Down to the final line, write out the data below exactly.

:: Extracted records

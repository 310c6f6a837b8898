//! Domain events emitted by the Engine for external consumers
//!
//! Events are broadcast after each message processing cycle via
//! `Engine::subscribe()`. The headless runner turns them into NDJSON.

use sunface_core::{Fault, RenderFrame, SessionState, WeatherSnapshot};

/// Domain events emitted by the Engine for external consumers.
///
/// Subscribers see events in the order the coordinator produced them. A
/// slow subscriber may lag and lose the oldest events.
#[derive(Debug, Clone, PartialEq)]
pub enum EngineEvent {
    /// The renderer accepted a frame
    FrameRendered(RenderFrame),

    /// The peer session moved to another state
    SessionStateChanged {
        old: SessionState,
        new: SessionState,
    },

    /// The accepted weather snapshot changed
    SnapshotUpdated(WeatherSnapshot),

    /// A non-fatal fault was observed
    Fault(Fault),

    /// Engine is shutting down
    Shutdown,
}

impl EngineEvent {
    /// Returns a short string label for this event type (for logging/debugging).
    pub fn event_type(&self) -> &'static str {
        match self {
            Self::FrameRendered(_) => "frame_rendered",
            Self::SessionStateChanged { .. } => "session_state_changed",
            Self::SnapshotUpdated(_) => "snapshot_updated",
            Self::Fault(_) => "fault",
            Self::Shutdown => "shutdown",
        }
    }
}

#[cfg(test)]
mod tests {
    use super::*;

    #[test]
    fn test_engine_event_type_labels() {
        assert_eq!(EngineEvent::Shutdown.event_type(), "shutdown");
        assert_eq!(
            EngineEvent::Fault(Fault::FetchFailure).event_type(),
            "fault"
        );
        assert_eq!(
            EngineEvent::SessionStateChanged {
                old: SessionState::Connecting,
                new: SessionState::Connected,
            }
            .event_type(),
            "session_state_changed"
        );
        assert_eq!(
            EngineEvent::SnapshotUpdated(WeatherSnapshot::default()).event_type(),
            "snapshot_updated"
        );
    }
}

::::

[The answer]:
repository 310c6f6a837b8898
//! Domain events emitted by the Engine for external consumers
//!
//! Events are broadcast after each message processing cycle via
//! `Engine::subscribe()`. The headless runner turns them into NDJSON.

use sunface_core::{Fault, RenderFrame, SessionState, WeatherSnapshot};

/// Domain events emitted by the Engine for external consumers.
///
/// Subscribers see events in the order the coordinator produced them. A
/// slow subscriber may lag and lose the oldest events.
#[derive(Debug, Clone, PartialEq)]
pub enum EngineEvent {
    /// The renderer accepted a frame
    FrameRendered(RenderFrame),

    /// The peer session moved to another state
    SessionStateChanged {
        old: SessionState,
        new: SessionState,
    },

    /// The accepted weather snapshot changed
    SnapshotUpdated(WeatherSnapshot),

    /// A non-fatal fault was observed
    Fault(Fault),

    /// Engine is shutting down
    Shutdown,
}

impl EngineEvent {
    /// Returns a short string label for this event type (for logging/debugging).
    pub fn event_type(&self) -> &'static str {
        match self {
            Self::FrameRendered(_) => "frame_rendered",
            Self::SessionStateChanged { .. } => "session_state_changed",
            Self::SnapshotUpdated(_) => "snapshot_updated",
            Self::Fault(_) => "fault",
            Self::Shutdown => "shutdown",
        }
    }
}

#[cfg(test)]
mod tests {
    use super::*;

    #[test]
    fn test_engine_event_type_labels() {
        assert_eq!(EngineEvent::Shutdown.event_type(), "shutdown");
        assert_eq!(
            EngineEvent::Fault(Fault::FetchFailure).event_type(),
            "fault"
        );
        assert_eq!(
            EngineEvent::SessionStateChanged {
                old: SessionState::Connecting,
                new: SessionState::Connected,
            }
            .event_type(),
            "session_state_changed"
        );
        assert_eq!(
            EngineEvent::SnapshotUpdated(WeatherSnapshot::default()).event_type(),
            "snapshot_updated"
        );
    }
}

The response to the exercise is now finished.